Citrix Systems, Inc. (Nasdaq:CTXS) today reported financial results for the fourth quarter and fiscal year ended December 31, 2009.
FINANCIAL RESULTS
In the fourth quarter of fiscal 2009, Citrix achieved revenue of $451 million, compared to $416 million in the fourth quarter of fiscal 2008, representing 9 percent revenue growth. For the fiscal year 2009, Citrix reported annual revenues of $1.61 billion, compared to $1.58 billion in the previous year, a 2 percent increase.
GAAP Results
Net income for the fourth quarter of fiscal 2009 was $88 million, or $0.47 per diluted share, compared to $60 million, or $0.33 per diluted share, for the fourth quarter of 2008. Annual net income for 2009 was $191 million, or $1.03 per diluted share, compared to $178 million, or $0.96 per diluted share in fiscal 2008.
Non-GAAP Results
Non-GAAP net income in the fourth quarter of fiscal 2009 was $123 million, or $0.66 per diluted share, compared to $87 million, or $0.48 per diluted share, in the comparable period last year. This includes net tax benefits of approximately $23 million recognized in the quarter. Non-GAAP net income for both periods excludes the effects of amortization of intangible assets primarily related to business combinations and stock-based compensation expense and the tax effects related to those items. In addition, non-GAAP net income for the fourth quarter of 2009 excludes charges recorded in connection with the restructuring program that the company implemented in January 2009, and the tax effects related to those items. Non-GAAP net income in the fourth quarter of 2008 excludes a non-cash benefit of approximately $6 million related to the adjustment of payroll taxes accrued in connection with the company’s voluntary, independent investigation of its historical stock option granting practices that was concluded in 2007. It also excludes in-process research and development and related tax effects.
Annual non-GAAP net income for 2009 was $334 million, or $1.81 per diluted share, compared to $304 million, or $1.63 per diluted share, in 2008. Non-GAAP net income for both periods excludes the effects of the amortization of intangible assets primarily related to business combinations, stock-based compensation expenses, and the tax effects related to those items. In addition, non-GAAP net income for 2009 excludes charges recorded in connection with the restructuring program that the company implemented in January 2009, and the tax effects related to those items. Non-GAAP net income for 2008 excludes the non-cash benefit related to payroll taxes taken in the fourth quarter of fiscal 2008 and of in-process research and development related to business combinations.
“I’m pleased with our results for the fourth quarter, and for the full year in light of the uncertain market conditions we faced,” said Mark Templeton, president and chief executive officer for Citrix.

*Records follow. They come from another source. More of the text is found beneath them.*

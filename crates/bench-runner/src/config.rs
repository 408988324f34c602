use std::{env, fmt};

use runtime::service::ServiceError;

const DEFAULT_MODE: RunMode = RunMode::Benchmark;
const DEFAULT_CONFIG_PATH: &str = "Configs/config.json";
const DEFAULT_RUN_ID_PATH: &str = "artifacts/benchmark-id";
const DEFAULT_SERVICE: ServiceKind = ServiceKind::Simulated;
const DEFAULT_SERVICE_URL: &str = "http://127.0.0.1:8080";
const DEFAULT_EVENT_LOG_PATH: &str = "artifacts/events.jsonl";
const DEFAULT_SAMPLE_SIZE: usize = 1;

const ENV_MODE_KEY: &str = "BENCH_MODE";
const ENV_CONFIG_PATH_KEY: &str = "BENCH_CONFIG_PATH";
const ENV_RUN_ID_PATH_KEY: &str = "BENCH_RUN_ID_PATH";
const ENV_SERVICE_KEY: &str = "BENCH_SERVICE";
const ENV_SERVICE_URL_KEY: &str = "BENCH_SERVICE_URL";
const ENV_EVENT_LOG_PATH_KEY: &str = "BENCH_EVENT_LOG_PATH";
const ENV_SAMPLE_SIZE_KEY: &str = "BENCH_SAMPLE_SIZE";

#[derive(Debug, Clone, Copy, PartialEq, Eq)]
pub enum RunMode {
    Benchmark,
    Sample,
    Result,
    Ingest,
}

impl RunMode {
    fn parse(value: &str) -> Option<Self> {
        match value {
            "benchmark" => Some(Self::Benchmark),
            "sample" => Some(Self::Sample),
            "result" => Some(Self::Result),
            "ingest" => Some(Self::Ingest),
            _ => None,
        }
    }

    pub fn as_str(self) -> &'static str {
        match self {
            Self::Benchmark => "benchmark",
            Self::Sample => "sample",
            Self::Result => "result",
            Self::Ingest => "ingest",
        }
    }
}

#[derive(Debug, Clone, Copy, PartialEq, Eq)]
pub enum ServiceKind {
    Simulated,
    Http,
}

impl ServiceKind {
    fn parse(value: &str) -> Option<Self> {
        match value {
            "simulated" => Some(Self::Simulated),
            "http" => Some(Self::Http),
            _ => None,
        }
    }

    pub fn as_str(self) -> &'static str {
        match self {
            Self::Simulated => "simulated",
            Self::Http => "http",
        }
    }
}

#[derive(Debug, Clone)]
pub struct Config {
    pub mode: RunMode,
    pub config_path: String,
    pub run_id_path: String,
    pub service: ServiceKind,
    pub service_url: String,
    pub event_log_path: String,
    pub sample_size: usize,
}

#[derive(Debug)]
pub enum ConfigError {
    InvalidMode,
    InvalidService,
    InvalidServiceUrl,
    InvalidSampleSize,
    EmptyPath(&'static str),
    NonUnicode(&'static str),
    ServiceSetup(ServiceError),
}

impl fmt::Display for ConfigError {
    fn fmt(&self, f: &mut fmt::Formatter<'_>) -> fmt::Result {
        match self {
            Self::InvalidMode => {
                write!(f, "{ENV_MODE_KEY} must be one of: benchmark, sample, result, ingest")
            }
            Self::InvalidService => {
                write!(f, "{ENV_SERVICE_KEY} must be one of: simulated, http")
            }
            Self::InvalidServiceUrl => {
                write!(f, "{ENV_SERVICE_URL_KEY} must start with http:// or https://")
            }
            Self::InvalidSampleSize => {
                write!(f, "{ENV_SAMPLE_SIZE_KEY} must be a whole number greater than 0")
            }
            Self::EmptyPath(key) => write!(f, "{key} must not be empty or whitespace"),
            Self::NonUnicode(key) => write!(f, "{key} contains non-unicode data"),
            Self::ServiceSetup(err) => write!(f, "matchmaking client setup failed: {err}"),
        }
    }
}

impl std::error::Error for ConfigError {
    fn source(&self) -> Option<&(dyn std::error::Error + 'static)> {
        match self {
            Self::ServiceSetup(err) => Some(err),
            _ => None,
        }
    }
}

impl Config {
    pub fn from_env() -> Result<Self, ConfigError> {
        let mode = match read_env(ENV_MODE_KEY)? {
            Some(value) => RunMode::parse(value.as_str()).ok_or(ConfigError::InvalidMode)?,
            None => DEFAULT_MODE,
        };

        let service = match read_env(ENV_SERVICE_KEY)? {
            Some(value) => ServiceKind::parse(value.as_str()).ok_or(ConfigError::InvalidService)?,
            None => DEFAULT_SERVICE,
        };

        let service_url = match read_env(ENV_SERVICE_URL_KEY)? {
            Some(value) => {
                if !(value.starts_with("http://") || value.starts_with("https://")) {
                    return Err(ConfigError::InvalidServiceUrl);
                }
                value
            }
            None => DEFAULT_SERVICE_URL.to_owned(),
        };

        let sample_size = match read_env(ENV_SAMPLE_SIZE_KEY)? {
            Some(value) => match value.parse::<usize>() {
                Ok(parsed) if parsed > 0 => parsed,
                _ => return Err(ConfigError::InvalidSampleSize),
            },
            None => DEFAULT_SAMPLE_SIZE,
        };

        Ok(Self {
            mode,
            config_path: read_path_env(ENV_CONFIG_PATH_KEY, DEFAULT_CONFIG_PATH)?,
            run_id_path: read_path_env(ENV_RUN_ID_PATH_KEY, DEFAULT_RUN_ID_PATH)?,
            service,
            service_url,
            event_log_path: read_path_env(ENV_EVENT_LOG_PATH_KEY, DEFAULT_EVENT_LOG_PATH)?,
            sample_size,
        })
    }
}

fn read_env(key: &'static str) -> Result<Option<String>, ConfigError> {
    match env::var(key) {
        Ok(value) => Ok(Some(value)),
        Err(env::VarError::NotPresent) => Ok(None),
        Err(env::VarError::NotUnicode(_)) => Err(ConfigError::NonUnicode(key)),
    }
}

fn read_path_env(key: &'static str, default_value: &str) -> Result<String, ConfigError> {
    match read_env(key)? {
        Some(value) if value.trim().is_empty() => Err(ConfigError::EmptyPath(key)),
        Some(value) => Ok(value),
        None => Ok(default_value.to_owned()),
    }
}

“In the fourth quarter, we saw a lot of interest in desktop virtualization. That combined with the timely launch of XenDesktop and uncommitted IT budget dollars, helped propel a record-breaking quarter. For the full year, our disciplined financial and operational management served us well, and we are positioned for continued improvement in our cost model. In addition, we continue to see CIOs looking for ways to simplify and drive costs out of enterprise computing. Going forward, we’ll set our sights on helping those CIOs by bringing desktop virtualization to the mainstream, broadening the reach of web collaboration, and powering public and private clouds.”
Q4 Financial Summary
In reviewing the fourth quarter results of 2009, compared to the fourth quarter of 2008:
- Product license revenue increased 4 percent;
- Revenue from license updates grew 6 percent;
- Online services revenue grew 18 percent;
- Technical services revenue, which is comprised of consulting, education and technical support, grew 20 percent;
- Revenue increased in the Americas’ region by 7 percent, increased in the EMEA region by 3 percent, and increased in the Pacific region by 21 percent;
- Deferred revenue totaled $619 million, compared to $533 million on December 31, 2008;
- GAAP operating margin was 17 percent for the quarter, and non-GAAP operating margin was 28 percent for the quarter, excluding the effects of amortization of intangible assets primarily related to business combinations, stock-based compensation expense and costs associated with the restructuring program;
- Cash flow from operations was $178 million, compared with $166 million in the fourth quarter of 2008; and
- The company repurchased 2.0 million shares at an average net price of $38.54 per share.
Annual Financial Summary
In reviewing 2009 results compared to 2008 results:
- Product license revenue decreased 13 percent;
- Revenue from license updates grew 8 percent;
- Online services revenue grew 19 percent;
- Technical services revenue, which is comprised of consulting, education and technical support, grew 13 percent;
- Revenue grew in the Americas’ region by 4 percent, decreased in the EMEA region by 8 percent, and grew in the Pacific region by 1 percent;
- GAAP operating margin was 11 percent for fiscal 2009, and non-GAAP operating margin was 24 percent, excluding the effects of amortization of intangible assets primarily related to business combinations, stock-based compensation expense, and costs associated with the restructuring program;
- Cash flow from operations was $484 million for fiscal 2009 compared with $462 million last year; and
- During fiscal 2009, the company repurchased 6.5 million shares at an average net price per share of $33.23.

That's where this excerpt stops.